__Collection entries__:
use std::sync::Arc;
use std::time::Duration;

/// Suspends the calling thread while a throttled read pays its debt.
pub trait Sleeper: Send + Sync {
    fn sleep(&self, wait: Duration);
}

#[derive(Clone, Copy, Debug, Default)]
pub struct ThreadSleeper;

impl Sleeper for ThreadSleeper {
    fn sleep(&self, wait: Duration) { std::thread::sleep(wait) }
}

impl<S: Sleeper + ?Sized> Sleeper for &S {
    fn sleep(&self, wait: Duration) { (**self).sleep(wait) }
}

impl<S: Sleeper + ?Sized> Sleeper for Arc<S> {
    fn sleep(&self, wait: Duration) { (**self).sleep(wait) }
}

__Try it__:
Each line, beginning at the one that contains "impl<S: Sleeper + ?Sized> Sleeper for Arc<S>" and continuing through the end of the records, must be written out exactly, first and last included.

__Response for this exercise__:
impl<S: Sleeper + ?Sized> Sleeper for Arc<S> {
    fn sleep(&self, wait: Duration) { (**self).sleep(wait) }
}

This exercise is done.